_WHAT YOU WILL DO:_
Every line that contains the word "await" should be copied from the records below.

*** Opening of TASK INPUT ***

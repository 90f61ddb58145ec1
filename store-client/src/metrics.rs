use serde::{Deserialize, Serialize};
use std::collections::HashMap;
use std::sync::Arc;
use std::time::{Duration, SystemTime};
use tokio::sync::RwLock;

#[derive(Debug, Clone, Serialize, Deserialize)]
pub struct FetchMetrics {
    pub total_fetches: u64,
    pub successful_fetches: u64,
    pub failed_fetches: u64,
    pub transport_failures: u64,
    pub rows_fetched: u64,
    pub average_latency: Duration,
    pub last_fetch_time: Option<SystemTime>,
    pub fetches_by_collection: HashMap<String, CollectionMetrics>,
}

#[derive(Debug, Clone, Serialize, Deserialize)]
pub struct CollectionMetrics {
    pub fetch_count: u64,
    pub success_count: u64,
    pub error_count: u64,
    pub rows: u64,
    pub total_latency: Duration,
    pub min_latency: Duration,
    pub max_latency: Duration,
}

/// Outcome of one fetch, as reported by the fetcher.
#[derive(Debug, Clone)]
pub struct FetchSample {
    pub collection: String,
    pub backend: String,
    pub rows: u64,
    pub latency: Duration,
    pub success: bool,
    pub transport_failure: bool,
    pub error_code: Option<String>,
}

impl Default for FetchMetrics {
    fn default() -> Self {
        Self {
            total_fetches: 0,
            successful_fetches: 0,
            failed_fetches: 0,
            transport_failures: 0,
            rows_fetched: 0,
            average_latency: Duration::from_millis(0),
            last_fetch_time: None,
            fetches_by_collection: HashMap::new(),
        }
    }
}

impl CollectionMetrics {
    fn new() -> Self {
        Self {
            fetch_count: 0,
            success_count: 0,
            error_count: 0,
            rows: 0,
            total_latency: Duration::from_millis(0),
            min_latency: Duration::MAX,
            max_latency: Duration::from_millis(0),
        }
    }

    fn update(&mut self, sample: &FetchSample) {
        self.fetch_count += 1;
        self.rows += sample.rows;
        self.total_latency += sample.latency;
        self.min_latency = self.min_latency.min(sample.latency);
        self.max_latency = self.max_latency.max(sample.latency);

        if sample.success {
            self.success_count += 1;
        } else {
            self.error_count += 1;
        }
    }

    pub fn average_latency(&self) -> Duration {
        if self.fetch_count == 0 {
            Duration::from_millis(0)
        } else {
            self.total_latency / self.fetch_count as u32
        }
    }

    pub fn success_rate(&self) -> f64 {
        if self.fetch_count == 0 {
            0.0
        } else {
            self.success_count as f64 / self.fetch_count as f64
        }
    }
}

#[derive(Debug)]
pub struct MetricsCollector {
    metrics: Arc<RwLock<FetchMetrics>>,
}

impl MetricsCollector {
    pub fn new() -> Self {
        Self {
            metrics: Arc::new(RwLock::new(FetchMetrics::default())),
        }
    }

    pub async fn record_fetch(&self, sample: FetchSample) {
        let mut metrics = self.metrics.write().await;

        metrics.total_fetches += 1;
        metrics.last_fetch_time = Some(SystemTime::now());
        metrics.rows_fetched += sample.rows;

        if sample.success {
            metrics.successful_fetches += 1;
        } else {
            metrics.failed_fetches += 1;
        }

        if sample.transport_failure {
            metrics.transport_failures += 1;
        }

        // Running mean over all fetches
        let total_time = metrics.average_latency * metrics.total_fetches as u32
            - metrics.average_latency
            + sample.latency;
        metrics.average_latency = total_time / metrics.total_fetches as u32;

        metrics
            .fetches_by_collection
            .entry(sample.collection.clone())
            .or_insert_with(CollectionMetrics::new)
            .update(&sample);
    }

    pub async fn get_metrics(&self) -> FetchMetrics {
        self.metrics.read().await.clone()
    }

    pub async fn get_collection_metrics(&self, collection: &str) -> Option<CollectionMetrics> {
        let metrics = self.metrics.read().await;
        metrics.fetches_by_collection.get(collection).cloned()
    }

    pub async fn reset_metrics(&self) {
        let mut metrics = self.metrics.write().await;
        *metrics = FetchMetrics::default();
    }

    pub async fn export_metrics(&self) -> Result<String, serde_json::Error> {
        let metrics = self.get_metrics().await;
        serde_json::to_string_pretty(&metrics)
    }
}

impl Default for MetricsCollector {
    fn default() -> Self {
        Self::new()
    }
}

*** Close of TASK INPUT ***

_EXERCISE OUTPUT:_
        let mut metrics = self.metrics.write().await;
        self.metrics.read().await.clone()
        let metrics = self.metrics.read().await;
        let mut metrics = self.metrics.write().await;
        let metrics = self.get_metrics().await;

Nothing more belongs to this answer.